EXTRACTED ENTRIES →

//! # Product Repository
//!
//! Database operations for the catalog.
//!
//! ## Key Operations
//! - Full-text search using FTS5
//! - CRUD operations
//! - Soft delete (deactivate)
//!
//! ## FTS5 Search
//! ```text
//! ┌─────────────────────────────────────────────────────────────────────────┐
//! │                    How FTS5 Search Works                                │
//! │                                                                         │
//! │  User types: "hair col"                                                │
//! │       │                                                                 │
//! │       ▼                                                                 │
//! │  Each word becomes a quoted prefix: "hair"* "col"*                     │
//! │       │                                                                 │
//! │       ▼                                                                 │
//! │  ┌─────────────────────────────────────────┐                           │
//! │  │ products_fts (sku, name, category)      │                           │
//! │  │                                         │                           │
//! │  │ HAIR-010 | Hair Colour Global | Salon   │ ← MATCH!                  │
//! │  │ HAIR-011 | Hair Colour Roots  | Salon   │ ← MATCH!                  │
//! │  │ HAIR-001 | Haircut            | Salon   │                           │
//! │  └─────────────────────────────────────────┘                           │
//! │       │                                                                 │
//! │       ▼                                                                 │
//! │  Active rows only, ordered by rank                                     │
//! └─────────────────────────────────────────────────────────────────────────┘
//! ```

use async_trait::async_trait;
use chrono::{DateTime, Utc};
use sqlx::{FromRow, SqlitePool};
use tracing::debug;
use uuid::Uuid;

use crate::error::{DbError, DbResult};
use billbook_core::ports::ProductCatalog;
use billbook_core::{Product, RepoResult};

const PRODUCT_COLUMNS: &str = "p.id, p.sku, p.name, p.category, p.hsn_code, p.price_paise, \
     p.tax_rate_bps, p.is_active, p.created_at, p.updated_at";

/// Row shape of the `products` table.
#[derive(Debug, FromRow)]
struct ProductRow {
    id: String,
    sku: String,
    name: String,
    category: Option<String>,
    hsn_code: Option<String>,
    price_paise: i64,
    tax_rate_bps: u32,
    is_active: bool,
    created_at: DateTime<Utc>,
    updated_at: DateTime<Utc>,
}

impl From<ProductRow> for Product {
    fn from(row: ProductRow) -> Self {
        Product {
            id: row.id,
            sku: row.sku,
            name: row.name,
            category: row.category,
            hsn_code: row.hsn_code,
            price_paise: row.price_paise,
            tax_rate_bps: row.tax_rate_bps,
            is_active: row.is_active,
            created_at: row.created_at,
            updated_at: row.updated_at,
        }
    }
}

/// Turns free text into an FTS5 expression of quoted prefix terms.
///
/// Quoting keeps `-`, `:` and `*` typed by the cashier from being read as
/// FTS5 operators.
fn fts_expression(query: &str) -> String {
    query
        .split_whitespace()
        .map(|term| format!("\"{}\"*", term.replace('"', "\"\"")))
        .collect::<Vec<_>>()
        .join(" ")
}

/// Repository for product database operations.
///
/// ## Usage
/// ```rust,ignore
/// let repo = ProductRepository::new(pool);
///
/// let results = repo.search("facial", 20).await?;
/// let product = repo.get("uuid-here").await?;
/// ```
#[derive(Debug, Clone)]
pub struct ProductRepository {
    pool: SqlitePool,
}

impl ProductRepository {
    /// Creates a new ProductRepository.
    pub fn new(pool: SqlitePool) -> Self {
        ProductRepository { pool }
    }

    /// Searches active products using full-text search.
    ///
    /// ## Arguments
    /// * `query` - Search words, each matched as a prefix of sku, name or category
    /// * `limit` - Maximum results to return
    ///
    /// ## Example
    /// ```rust,ignore
    /// let products = repo.search("hair", 20).await?;
    ///
    /// // Empty query lists active products by name
    /// let products = repo.search("", 20).await?;
    /// ```
    pub async fn search(&self, query: &str, limit: u32) -> DbResult<Vec<Product>> {
        let query = query.trim();

        debug!(query = %query, limit = %limit, "Searching products");

        if query.is_empty() {
            return self.list_active(limit).await;
        }

        let sql = format!(
            "SELECT {PRODUCT_COLUMNS}
             FROM products p
             INNER JOIN products_fts ON p.rowid = products_fts.rowid
             WHERE products_fts MATCH ?1
             AND p.is_active = 1
             ORDER BY products_fts.rank
             LIMIT ?2"
        );

        let rows: Vec<ProductRow> = sqlx::query_as(&sql)
            .bind(fts_expression(query))
            .bind(limit)
            .fetch_all(&self.pool)
            .await?;

        debug!(count = rows.len(), "Search returned products");
        Ok(rows.into_iter().map(Product::from).collect())
    }

    /// Lists active products (no search filter), sorted by name.
    async fn list_active(&self, limit: u32) -> DbResult<Vec<Product>> {
        let sql = format!(
            "SELECT {PRODUCT_COLUMNS}
             FROM products p
             WHERE p.is_active = 1
             ORDER BY p.name
             LIMIT ?1"
        );

        let rows: Vec<ProductRow> = sqlx::query_as(&sql)
            .bind(limit)
            .fetch_all(&self.pool)
            .await?;

        Ok(rows.into_iter().map(Product::from).collect())
    }

    /// Gets a product by its ID, active or not.
    ///
    /// ## Returns
    /// * `Err(DbError::NotFound)` - No product with this id
    pub async fn get(&self, id: &str) -> DbResult<Product> {
        let sql = format!("SELECT {PRODUCT_COLUMNS} FROM products p WHERE p.id = ?1");

        let row: Option<ProductRow> = sqlx::query_as(&sql)
            .bind(id)
            .fetch_optional(&self.pool)
            .await?;

        row.map(Product::from)
            .ok_or_else(|| DbError::not_found("Product", id))
    }

    /// Gets a product by its SKU (e.g., "HAIR-001").
    pub async fn get_by_sku(&self, sku: &str) -> DbResult<Option<Product>> {
        let sql = format!("SELECT {PRODUCT_COLUMNS} FROM products p WHERE p.sku = ?1");

        let row: Option<ProductRow> = sqlx::query_as(&sql)
            .bind(sku)
            .fetch_optional(&self.pool)
            .await?;

        Ok(row.map(Product::from))
    }

    /// Inserts a new product.
    ///
    /// ## Returns
    /// * `Err(DbError::UniqueViolation)` - SKU already exists
    pub async fn insert(&self, product: &Product) -> DbResult<()> {
        debug!(sku = %product.sku, "Inserting product");

        sqlx::query(
            r#"
            INSERT INTO products (
                id, sku, name, category, hsn_code,
                price_paise, tax_rate_bps, is_active,
                created_at, updated_at
            ) VALUES (?1, ?2, ?3, ?4, ?5, ?6, ?7, ?8, ?9, ?10)
            "#,
        )
        .bind(&product.id)
        .bind(&product.sku)
        .bind(&product.name)
        .bind(&product.category)
        .bind(&product.hsn_code)
        .bind(product.price_paise)
        .bind(product.tax_rate_bps)
        .bind(product.is_active)
        .bind(product.created_at)
        .bind(product.updated_at)
        .execute(&self.pool)
        .await
        .map_err(|e| match DbError::from(e) {
            DbError::UniqueViolation { field, .. } => DbError::duplicate(field, &product.sku),
            other => other,
        })?;

        Ok(())
    }

    /// Updates an existing product and stamps `updated_at`.
    ///
    /// ## Returns
    /// * `Err(DbError::NotFound)` - Product doesn't exist
    pub async fn update(&self, product: &Product) -> DbResult<()> {
        debug!(id = %product.id, "Updating product");

        let result = sqlx::query(
            r#"
            UPDATE products SET
                sku = ?2,
                name = ?3,
                category = ?4,
                hsn_code = ?5,
                price_paise = ?6,
                tax_rate_bps = ?7,
                is_active = ?8,
                updated_at = ?9
            WHERE id = ?1
            "#,
        )
        .bind(&product.id)
        .bind(&product.sku)
        .bind(&product.name)
        .bind(&product.category)
        .bind(&product.hsn_code)
        .bind(product.price_paise)
        .bind(product.tax_rate_bps)
        .bind(product.is_active)
        .bind(Utc::now())
        .execute(&self.pool)
        .await?;

        if result.rows_affected() == 0 {
            return Err(DbError::not_found("Product", &product.id));
        }

        Ok(())
    }

    /// Soft-deletes a product by setting is_active = false.
    ///
    /// ## Why Soft Delete?
    /// - Old invoices still name this product
    /// - Can be restored if deactivated by mistake
    pub async fn deactivate(&self, id: &str) -> DbResult<()> {
        debug!(id = %id, "Deactivating product");

        let result = sqlx::query("UPDATE products SET is_active = 0, updated_at = ?2 WHERE id = ?1")
            .bind(id)
            .bind(Utc::now())
            .execute(&self.pool)
            .await?;

        if result.rows_affected() == 0 {
            return Err(DbError::not_found("Product", id));
        }

        Ok(())
    }

    /// Counts active products (for diagnostics).
    pub async fn count(&self) -> DbResult<i64> {
        let count: i64 = sqlx::query_scalar("SELECT COUNT(*) FROM products WHERE is_active = 1")
            .fetch_one(&self.pool)
            .await?;

        Ok(count)
    }
}

#[async_trait]
impl ProductCatalog for ProductRepository {
    async fn get(&self, id: &str) -> RepoResult<Product> {
        Ok(ProductRepository::get(self, id).await?)
    }

    async fn search(&self, query: &str, limit: u32) -> RepoResult<Vec<Product>> {
        Ok(ProductRepository::search(self, query, limit).await?)
    }

    async fn insert(&self, product: &Product) -> RepoResult<()> {
        Ok(ProductRepository::insert(self, product).await?)
    }

    async fn update(&self, product: &Product) -> RepoResult<()> {
        Ok(ProductRepository::update(self, product).await?)
    }

    async fn deactivate(&self, id: &str) -> RepoResult<()> {
        Ok(ProductRepository::deactivate(self, id).await?)
    }
}

/// Helper to generate a new product ID.
pub fn generate_product_id() -> String {
    Uuid::new_v4().to_string()
}

// =============================================================================
// Unit Tests
// =============================================================================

EXERCISE → Before answering, count every line of the records that contains "Soft"; the answer is that number and nothing more.

EXPECTED OUTPUT → 3